Senate Bill 1379 and House Bill 2217 have been introduced in the 101st General Assembly at the request of the Cook County Assessor. The identical bills would require annual reporting of income and expense data from income-producing properties over $100,000 in assessed value on a mandatory basis, with substantial penalties and potential enforcement action by the State’s Attorney if data are not submitted. Some owner-occupied properties and residential properties of six units or fewer would be exempt from the reporting requirements.
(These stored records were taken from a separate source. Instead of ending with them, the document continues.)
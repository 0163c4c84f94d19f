//! Market hours gate.

use chrono::{DateTime, Datelike, NaiveTime, Utc, Weekday};
use chrono_tz::Tz;

use super::session::MarketSession;

/// Exchange trading window in exchange-local time.
#[derive(Debug, Clone, PartialEq, Eq)]
pub struct MarketHoursConfig {
    /// Exchange name used in status messages (e.g. "NSE").
    pub exchange: String,
    /// Exchange time zone.
    pub timezone: Tz,
    /// Opening time (inclusive).
    pub open: NaiveTime,
    /// Closing time (inclusive).
    pub close: NaiveTime,
}

impl Default for MarketHoursConfig {
    fn default() -> Self {
        Self {
            exchange: "NSE".to_string(),
            timezone: chrono_tz::Asia::Kolkata,
            open: NaiveTime::from_hms_opt(9, 15, 0).unwrap_or(NaiveTime::MIN),
            close: NaiveTime::from_hms_opt(15, 30, 0).unwrap_or(NaiveTime::MIN),
        }
    }
}

/// Decides whether new broker submissions are allowed at a given instant.
///
/// Trading is permitted Monday to Friday within `[open, close]` in the
/// exchange's local time zone. Exchange holidays are not modelled.
#[derive(Debug, Clone, Default)]
pub struct MarketHoursGate {
    config: MarketHoursConfig,
}

impl MarketHoursGate {
    /// Create a gate for the given trading window.
    #[must_use]
    pub const fn new(config: MarketHoursConfig) -> Self {
        Self { config }
    }

    /// The configured trading window.
    #[must_use]
    pub const fn config(&self) -> &MarketHoursConfig {
        &self.config
    }

    /// Classify an instant against the trading window.
    #[must_use]
    pub fn session_at(&self, now: DateTime<Utc>) -> MarketSession {
        let local = now.with_timezone(&self.config.timezone);
        let weekday = local.weekday();
        if matches!(weekday, Weekday::Sat | Weekday::Sun) {
            return MarketSession::Weekend(weekday);
        }

        let time = local.time();
        if time < self.config.open {
            MarketSession::PreOpen
        } else if time > self.config.close {
            MarketSession::PostClose
        } else {
            MarketSession::Open
        }
    }

    /// Whether trading is permitted at `now`.
    #[must_use]
    pub fn is_open(&self, now: DateTime<Utc>) -> bool {
        self.session_at(now).is_open()
    }

    /// Human-readable, actionable explanation of the market state at `now`.
    #[must_use]
    pub fn status_message(&self, now: DateTime<Utc>) -> String {
        let local = now.with_timezone(&self.config.timezone);
        let zone = local.format("%Z").to_string();
        let exchange = &self.config.exchange;
        let open = self.config.open.format("%-I:%M %p");
        let close = self.config.close.format("%-I:%M %p");
        let current = local.format("%I:%M %p");

        match self.session_at(now) {
            MarketSession::Weekend(day) => format!(
                "Market is closed today ({}). {exchange} trades Monday-Friday, {open} - {close} {zone}.",
                weekday_name(day)
            ),
            MarketSession::PreOpen => format!(
                "Market has not opened yet. {exchange} opens at {open} {zone} (current time: {current} {zone})."
            ),
            MarketSession::PostClose => format!(
                "Market is closed for today. {exchange} closed at {close} {zone} (current time: {current} {zone}). \
                 Please try again on the next trading day."
            ),
            MarketSession::Open => "Market is open.".to_string(),
        }
    }

    /// Batch-admission check: `(is_open, message)` so a closed market is
    /// rejected before any background work starts.
    #[must_use]
    pub fn precheck_market_open(&self, now: DateTime<Utc>) -> (bool, String) {
        (self.is_open(now), self.status_message(now))
    }
}

const fn weekday_name(day: Weekday) -> &'static str {
    match day {
        Weekday::Mon => "Monday",
        Weekday::Tue => "Tuesday",
        Weekday::Wed => "Wednesday",
        Weekday::Thu => "Thursday",
        Weekday::Fri => "Friday",
        Weekday::Sat => "Saturday",
        Weekday::Sun => "Sunday",
    }
}

#[cfg(test)]
mod tests {
    use super::*;
    use chrono::TimeZone;
    use chrono_tz::Asia::Kolkata;
    use test_case::test_case;

    /// 2026-10-19 is a Monday.
    fn ist(day: u32, hour: u32, minute: u32, second: u32) -> DateTime<Utc> {
        Kolkata
            .with_ymd_and_hms(2026, 10, day, hour, minute, second)
            .unwrap()
            .with_timezone(&Utc)
    }

    #[test_case(19, 9, 15, 0, true ; "monday at the opening bell")]
    #[test_case(19, 12, 0, 0, true ; "monday midday")]
    #[test_case(23, 15, 30, 0, true ; "friday at the closing bell")]
    #[test_case(19, 9, 14, 59, false ; "one second before open")]
    #[test_case(19, 15, 30, 1, false ; "one second after close")]
    #[test_case(20, 7, 0, 0, false ; "tuesday early morning")]
    #[test_case(21, 22, 0, 0, false ; "wednesday night")]
    #[test_case(24, 11, 0, 0, false ; "saturday during session hours")]
    #[test_case(25, 11, 0, 0, false ; "sunday during session hours")]
    fn is_open_follows_weekday_window(day: u32, h: u32, m: u32, s: u32, expected: bool) {
        let gate = MarketHoursGate::default();
        assert_eq!(gate.is_open(ist(day, h, m, s)), expected);
    }

    #[test]
    fn weekend_is_judged_in_exchange_local_time() {
        // Friday 20:00 UTC is already Saturday 01:30 IST.
        let now = Utc.with_ymd_and_hms(2026, 10, 23, 20, 0, 0).unwrap();
        let gate = MarketHoursGate::default();
        assert_eq!(gate.session_at(now), MarketSession::Weekend(Weekday::Sat));
    }

    #[test]
    fn weekend_message_names_the_day() {
        let gate = MarketHoursGate::default();
        let msg = gate.status_message(ist(25, 10, 0, 0));
        assert!(msg.contains("Sunday"));
        assert!(msg.contains("Monday-Friday, 9:15 AM - 3:30 PM IST"));
    }

    #[test]
    fn pre_open_message_shows_opening_time() {
        let gate = MarketHoursGate::default();
        let msg = gate.status_message(ist(19, 8, 5, 0));
        assert!(msg.starts_with("Market has not opened yet."));
        assert!(msg.contains("opens at 9:15 AM IST"));
        assert!(msg.contains("08:05 AM IST"));
    }

    #[test]
    fn post_close_message_suggests_next_day() {
        let gate = MarketHoursGate::default();
        let msg = gate.status_message(ist(19, 16, 10, 0));
        assert!(msg.starts_with("Market is closed for today."));
        assert!(msg.contains("closed at 3:30 PM IST"));
        assert!(msg.contains("next trading day"));
    }

    #[test]
    fn open_message() {
        let gate = MarketHoursGate::default();
        assert_eq!(gate.status_message(ist(19, 10, 0, 0)), "Market is open.");
    }

    #[test]
    fn precheck_pairs_flag_with_message() {
        let gate = MarketHoursGate::default();
        let (open, message) = gate.precheck_market_open(ist(24, 10, 0, 0));
        assert!(!open);
        assert!(message.contains("Saturday"));
    }

    #[test]
    fn custom_window_and_zone() {
        let gate = MarketHoursGate::new(MarketHoursConfig {
            exchange: "NYSE".to_string(),
            timezone: chrono_tz::America::New_York,
            open: NaiveTime::from_hms_opt(9, 30, 0).unwrap(),
            close: NaiveTime::from_hms_opt(16, 0, 0).unwrap(),
        });
        // 14:00 UTC on a Monday in October is 10:00 EDT.
        let now = Utc.with_ymd_and_hms(2026, 10, 19, 14, 0, 0).unwrap();
        assert!(gate.is_open(now));
        let msg = gate.status_message(Utc.with_ymd_and_hms(2026, 10, 19, 12, 0, 0).unwrap());
        assert!(msg.contains("NYSE opens at 9:30 AM EDT"));
    }
}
While the Assessor’s goals are important and commendable, the Civic Federation cannot support the enactment of HB2217 and SB1379 in their current mandatory form. The Federation does not see a compelling argument to go straight to a compulsory system when it is not required under International Association of Assessing Officers (IAAO) published standards, when a voluntary system is a viable alternative first step, and when the Assessor and Board of Review already collect income and expense data as part of the appeals process. Additionally, the bills as drafted do not require data to be made anonymous or to be made public, which would not serve to increase transparency and could worsen it.
Instead, the Civic Federation recommends that the Assessor’s Office first try a robust system of voluntary data collection. Such a program could include legislation to require that income and expense data collected by the Board of Review be made available to the Assessor’s Office automatically and in a usable format. Currently, the income and expense data voluntarily submitted by taxpayers through appeals to the Assessor’s Office and Board of Review is placed in public files, but it is not compiled and the Board of Review data is not efficiently made available to the Assessor’s Office.
Additionally, the Assessor’s Office should use routine voluntary surveys of building owners, managers and tenants to obtain current rent, income and expense data. The data should be compiled and be made anonymous and should be made fully available for the public’s review and use. These steps, together with third-party data, would give the Assessor’s Office access to a significant amount of additional information that analysts could use to improve their mass appraisal process.
The Civic Federation would not rule out reconsideration of mandatory requirements if a voluntary system failed to produce adequate data. Such a move should only be reconsidered after initial implementation of a well-designed, multi-faceted voluntary system.
 Senate Bill 1379 and House Bill 2217 apply only to Cook County, but other counties may opt in by County Board resolution.